ALLAH DOSTLARI / Süfyân-ı Sevrî -KS-

  • 08 Ağustos 2025
  • 139 kez görüntülendi.
ALLAH DOSTLARI / Süfyân-ı Sevrî -KS-
REKLAM ALANI

ALLAH DOSTLARI
Süfyân-ı Sevrî -KS-
Yusuf Şahin

Hicri ikinci asrın önde gelen alimlerinden olan Süfyân-ı Sevrî rahmetullahi aleyh muhaddis, fakih, müfessir kimliğiyle tanınmıştır. Tasavvuf ve sûfî kelimelerinin kullanımının yeni yeni yaygınlaşmaya başladığı bir dönemde yaşayan Süfyân-ı Sevrî hazretleri hayatının önemli bir kısmını geçirdiği Kûfe’nin zühd halkasının önderlerinden kabul edilmiştir.

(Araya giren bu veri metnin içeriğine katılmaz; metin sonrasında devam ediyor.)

//! Schema fetching.
//!
//! [`HttpApi`] talks to the backend's `/ui/*` endpoints. [`SchemaLoader`] sits in
//! front of any [`SchemaSource`] and adds a per-instance TTL cache, a fetch
//! timeout, and stale-cache fallback when the network fails.

mod api;
mod error;
mod loader;

use async_trait::async_trait;
use schemasync_schema::{InstanceId, Schema};

pub use api::{HttpApi, InstanceSummary};
pub use error::{LoaderError, Result};
pub use loader::{LoadOrigin, LoadedSchema, PreloadReport, SchemaLoader};

/// Something that can produce the current schema of an instance.
#[async_trait]
pub trait SchemaSource: Send + Sync + 'static {
	/// Fetches the schema of `instance`.
	async fn fetch_schema(&self, instance: &InstanceId) -> Result<Schema>;
}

Asıl adı Süfyân bin Saîd olan ünlü alim, Emevî halifesi Süleyman bin Abdülmelik devrinde Irak’ta, Kûfe yakınında Esir denilen yerde doğmuştur. Babası Saîd bin Mesruk, Kûfenin meşhur muhaddislerindendir. Dedesi Mesrûk, Cemel Vak‘ası’nda Hz. Ali’nin saflarında savaşmış ve şehid olmuştur. Soyu on altıncı dedesi İlyâs b. Mudar’da Peygamber Efendimiz sallallahu aleyhi vesellem’in soyu ile birleşir. Temîm kabilesinin Sevr koluna mensup olduğu için Sevrî nisbesiyle anıldığı konusunda kaynaklar müttefiktir.
Annesi de tabakat kitaplarında adı geçen, hadis rivayet eden, ilim ve takvâ sahibi bir hanım olup ilim öğrenmeye teşvik için Süfyân’a verdiği öğütle meşhurdur. Amcası Hamza, kardeşleri Ömer ve Mübârek ile yeğenleri Ammâr b. Muhammed ve Seyf b. Muhammed yine Kütüb-i Sitte müellifleri tarafından güvenilir kabul edilen muhaddislerdir.

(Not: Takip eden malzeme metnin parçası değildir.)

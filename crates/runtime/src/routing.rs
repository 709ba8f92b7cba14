//! Pushed patch routing.
//!
//! A pushed patch names its instance and goes to the first of:
//!
//! 1. the instance whose schema is loading, buffered until that schema lands;
//! 2. the active instance in the store;
//! 3. a cached instance;
//!
//! and is dropped otherwise. Buffered patches are applied in arrival order to the
//! loaded schema before the store publishes it.

use std::sync::Arc;

use parking_lot::Mutex;
use schemasync_push::PushedPatch;
use schemasync_schema::{InstanceCache, InstanceId, Schema, SchemaStore};
use tracing::{debug, warn};

/// Where a pushed patch went.
#[derive(Debug, Clone, Copy, PartialEq, Eq)]
pub enum Routed {
	/// Held for the instance being loaded.
	Buffered,
	/// Applied to the active schema.
	Store,
	/// Applied to a cached schema.
	Cache,
	/// Rejected by the patch engine.
	Rejected,
	/// No holder for the instance.
	Dropped,
}

struct Loading {
	instance: InstanceId,
	buffered: Vec<PushedPatch>,
}

/// Sends pushed patches to the store, the instance cache or a load buffer.
pub struct PatchRouter {
	store: Arc<SchemaStore>,
	instances: Arc<InstanceCache>,
	loading: Mutex<Option<Loading>>,
}

impl std::fmt::Debug for PatchRouter {
	fn fmt(&self, f: &mut std::fmt::Formatter<'_>) -> std::fmt::Result {
		let loading = self.loading.lock();
		f.debug_struct("PatchRouter")
			.field("loading", &loading.as_ref().map(|l| &l.instance))
			.field("buffered", &loading.as_ref().map_or(0, |l| l.buffered.len()))
			.finish_non_exhaustive()
	}
}

impl PatchRouter {
	/// Router over `store` and `instances`.
	pub fn new(store: Arc<SchemaStore>, instances: Arc<InstanceCache>) -> Self {
		Self {
			store,
			instances,
			loading: Mutex::new(None),
		}
	}

	/// Active schema holder.
	pub fn store(&self) -> &Arc<SchemaStore> {
		&self.store
	}

	/// Other instances' schemas.
	pub fn instances(&self) -> &Arc<InstanceCache> {
		&self.instances
	}

	/// Instance whose patches are being buffered.
	pub fn loading(&self) -> Option<InstanceId> {
		self.loading.lock().as_ref().map(|l| l.instance.clone())
	}

	/// Routes one pushed patch.
	pub fn route(&self, pushed: PushedPatch) -> Routed {
		// Held across the store write so a finishing load cannot interleave.
		let mut loading = self.loading.lock();
		let target = pushed.instance_id.clone();
		if let Some(load) = loading.as_mut()
			&& load.instance == target
		{
			debug!(instance_id = %target, patch_id = ?pushed.patch_id, "push.patch_buffered");
			load.buffered.push(pushed);
			return Routed::Buffered;
		}

		let outcome = if self.store.instance_id().as_ref() == Some(&target) {
			self.store.apply_patch(&pushed.patch).map(|_| Routed::Store)
		} else if self.instances.contains(&target) {
			self.instances.apply_patch(&target, &pushed.patch).map(|_| Routed::Cache)
		} else {
			debug!(instance_id = %target, patch_id = ?pushed.patch_id, "push.patch_dropped");
			return Routed::Dropped;
		};
		drop(loading);

		match outcome {
			Ok(routed) => {
				debug!(instance_id = %target, patch_id = ?pushed.patch_id, ?routed, "push.patch_applied");
				routed
			}
			Err(err) => {
				warn!(instance_id = %target, patch_id = ?pushed.patch_id, error = %err, "push.patch_rejected");
				Routed::Rejected
			}
		}
	}

	/// Starts buffering patches for `instance`, replacing any earlier load.
	pub fn begin_load(&self, instance: InstanceId) {
		let previous = self.loading.lock().replace(Loading {
			instance,
			buffered: Vec::new(),
		});
		if let Some(previous) = previous
			&& !previous.buffered.is_empty()
		{
			debug!(
				instance_id = %previous.instance,
				dropped = previous.buffered.len(),
				"push.load_buffer_superseded"
			);
		}
	}

	/// Applies the patches buffered for `instance` to `schema` and makes it active.
	///
	/// Returns how many buffered patches were applied.
	pub fn finish_load(&self, instance: InstanceId, mut schema: Schema) -> usize {
		let mut loading = self.loading.lock();
		let buffered = match loading.take() {
			Some(load) if load.instance == instance => load.buffered,
			other => {
				*loading = other;
				Vec::new()
			}
		};

		let mut applied = 0;
		for pushed in &buffered {
			match schema.patched(&pushed.patch) {
				Ok(next) => {
					schema = next;
					applied += 1;
				}
				Err(err) => {
					warn!(instance_id = %instance, patch_id = ?pushed.patch_id, error = %err, "push.patch_rejected");
				}
			}
		}
		if applied > 0 {
			debug!(instance_id = %instance, applied, "push.load_buffer_applied");
		}
		self.store.load(instance, schema);
		applied
	}

	/// Stops buffering for `instance` after its load failed.
	pub fn abandon_load(&self, instance: &InstanceId) {
		let mut loading = self.loading.lock();
		if loading.as_ref().is_some_and(|load| load.instance == *instance)
			&& let Some(load) = loading.take()
			&& !load.buffered.is_empty()
		{
			debug!(instance_id = %instance, dropped = load.buffered.len(), "push.load_buffer_dropped");
		}
	}
}
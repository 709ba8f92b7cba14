use std::future::Future;
use std::sync::OnceLock;

use tokio::task::JoinHandle;

use crate::TaskClass;

fn runtime_handle() -> tokio::runtime::Handle {
	if let Ok(handle) = tokio::runtime::Handle::try_current() {
		return handle;
	}

	static GLOBAL_RT: OnceLock<tokio::runtime::Runtime> = OnceLock::new();
	let runtime = GLOBAL_RT.get_or_init(|| {
		tokio::runtime::Builder::new_multi_thread()
			.enable_all()
			.worker_threads(2)
			.thread_name("schemasync-worker")
			.build()
			.expect("failed to build schemasync global tokio runtime")
	});
	runtime.handle().clone()
}

/// Spawns an async task tagged with a [`TaskClass`].
///
/// Uses the ambient tokio runtime when there is one, so tests running on a paused
/// current-thread runtime keep control of every timer.
pub fn spawn<F>(class: TaskClass, fut: F) -> JoinHandle<F::Output>
where
	F: Future + Send + 'static,
	F::Output: Send + 'static,
{
	tracing::trace!(worker_class = class.as_str(), "worker.spawn");
	runtime_handle().spawn(fut)
}

#[cfg(test)]
mod tests {
	use super::*;

	#[tokio::test(flavor = "current_thread")]
	async fn spawn_uses_ambient_runtime() {
		let handle = spawn(TaskClass::Background, async { 41 + 1 });
		assert_eq!(handle.await.unwrap(), 42);
	}
}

Süfyân-ı Sevrî rahmetullahi aleyh’in yetiştiği dönemde Kûfe şehri şer’î ilimlerin önemli merkezlerinden biriydi. Babasının ilim ehlinden olması, Süfyân’ın ilim yoluna girmesini kolaylaştırdı. Küçük yaşta hadis öğrenimine başlayan Süfyân-ı Sevri hazretleri güçlü hâfızası sayesinde kısa zamanda pek çok hadis ezberleyip rivayet etmeye başladı ve ilim çevrelerinde meşhur oldu. Hadis ilminde “Emiru’l-müminîn” sıfatına hak kazanacak bir seviyeye ulaştı. Kuvvetli hafızası sayesinde hadisleri yazarak değil, ezberden naklederdi.

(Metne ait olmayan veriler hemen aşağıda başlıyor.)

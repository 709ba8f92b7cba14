//! Block kind tags and kind-dispatched rendering.

use std::collections::HashMap;
use std::fmt;

use serde::{Deserialize, Serialize};

use crate::context::RenderContext;
use crate::model::Block;

/// Block kinds this client knows how to dispatch.
#[derive(Debug, Clone, Copy, PartialEq, Eq, Hash)]
pub enum BlockKind {
	/// Field group bound to a params map.
	Form,
	/// Tabular data.
	Table,
	/// Slide-out panel.
	Drawer,
	/// Selection control.
	Picker,
	/// Static text.
	Text,
	/// Read-only view of another instance's blocks.
	Component,
}

impl BlockKind {
	/// Every known kind.
	pub const ALL: [Self; 6] = [Self::Form, Self::Table, Self::Drawer, Self::Picker, Self::Text, Self::Component];

	/// Wire tag.
	pub const fn as_str(self) -> &'static str {
		match self {
			Self::Form => "form",
			Self::Table => "table",
			Self::Drawer => "drawer",
			Self::Picker => "picker",
			Self::Text => "text",
			Self::Component => "component",
		}
	}
}

/// A block's `type` tag: a known kind, or the raw tag of an unknown one.
#[derive(Debug, Clone, PartialEq, Eq, Hash, Serialize, Deserialize)]
#[serde(from = "String", into = "String")]
pub enum BlockType {
	/// A kind with a dedicated dispatch slot.
	Known(BlockKind),
	/// Anything else; always routed to the registry fallback.
	Other(String),
}

impl BlockType {
	/// Known kind, if any.
	pub fn kind(&self) -> Option<BlockKind> {
		match self {
			Self::Known(kind) => Some(*kind),
			Self::Other(_) => None,
		}
	}

	/// Wire tag.
	pub fn as_str(&self) -> &str {
		match self {
			Self::Known(kind) => kind.as_str(),
			Self::Other(tag) => tag,
		}
	}
}

impl From<String> for BlockType {
	fn from(tag: String) -> Self {
		BlockKind::ALL
			.into_iter()
			.find(|k| k.as_str() == tag)
			.map_or(Self::Other(tag), Self::Known)
	}
}

impl From<BlockType> for String {
	fn from(ty: BlockType) -> Self {
		match ty {
			BlockType::Known(kind) => kind.as_str().to_string(),
			BlockType::Other(tag) => tag,
		}
	}
}

impl fmt::Display for BlockType {
	fn fmt(&self, f: &mut fmt::Formatter<'_>) -> fmt::Result {
		f.write_str(self.as_str())
	}
}

type Handler<R> = Box<dyn Fn(&Block, &RenderContext<'_>) -> R + Send + Sync>;

/// Kind-keyed dispatch table with a mandatory fallback.
///
/// Unknown tags and known kinds without a handler both reach the fallback.
pub struct BlockRegistry<R> {
	handlers: HashMap<BlockKind, Handler<R>>,
	fallback: Handler<R>,
}

impl<R> BlockRegistry<R> {
	/// Creates a registry whose unmatched blocks go to `fallback`.
	pub fn new(fallback: impl Fn(&Block, &RenderContext<'_>) -> R + Send + Sync + 'static) -> Self {
		Self {
			handlers: HashMap::new(),
			fallback: Box::new(fallback),
		}
	}

	/// Installs the handler for `kind`, replacing any previous one.
	pub fn register(
		mut self,
		kind: BlockKind,
		handler: impl Fn(&Block, &RenderContext<'_>) -> R + Send + Sync + 'static,
	) -> Self {
		self.handlers.insert(kind, Box::new(handler));
		self
	}

	/// Returns true when `kind` has a dedicated handler.
	pub fn handles(&self, kind: BlockKind) -> bool {
		self.handlers.contains_key(&kind)
	}

	/// Dispatches one block.
	pub fn dispatch(&self, block: &Block, cx: &RenderContext<'_>) -> R {
		let handler = block.kind.kind().and_then(|k| self.handlers.get(&k)).unwrap_or(&self.fallback);
		handler(block, cx)
	}

	/// Dispatches every block of the context's schema in declaration order.
	pub fn dispatch_all(&self, cx: &RenderContext<'_>) -> Vec<R> {
		cx.blocks().iter().map(|b| self.dispatch(b, cx)).collect()
	}
}

impl<R> fmt::Debug for BlockRegistry<R> {
	fn fmt(&self, f: &mut fmt::Formatter<'_>) -> fmt::Result {
		f.debug_struct("BlockRegistry")
			.field("kinds", &self.handlers.keys().collect::<Vec<_>>())
			.finish_non_exhaustive()
	}
}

Asrındaki müfessirlerin büyüklerindendi. Kur’ân ilimlerine dair geniş bilgi sahibiydi. Günümüze kadar ulaşabilmiş bir tefsiri vardır.
Abdullah b. Mes‘ûd’a ve Hz. Ali’ye dayanan Kûfe ilim geleneğinin temsilcilerinden fıkıh ve hadis, Âsım b. Behdele ve Hamza b. Habîb’den kıraat öğrendi. Fıkıh ilminde de ictihâd ve rey sahibiydi. Hicrî V. Asr’a kadar fıkhî görüşü ve fetvalarıyla amel edilmiş, fıkhına tâbi olanlara Sevrî denilmişti. Nitekim Cüneyd el-Bağdadî, Hamdun el-Kassâr onun fıkhıyla amel eden ünlü sûfîlerdir.
Hayatının büyük bir kısmı memleketi Kûfe’de geçti. Abbasî halifesi Ebû Ca’fer Ebû Hanîfe, Mısar bin Kudam, Şüreyk ve Süfyân-ı Sevrî rahmetullahi aleyhim ecmeiyn kadı tayin etmek istedi. Süfyân-ı Sevrî hazretleri kadılık görevini kabul etmeyip kaçarak bir gemiye sığındı ve önce Medîne’ye sonra Mekke’ye hicret etti.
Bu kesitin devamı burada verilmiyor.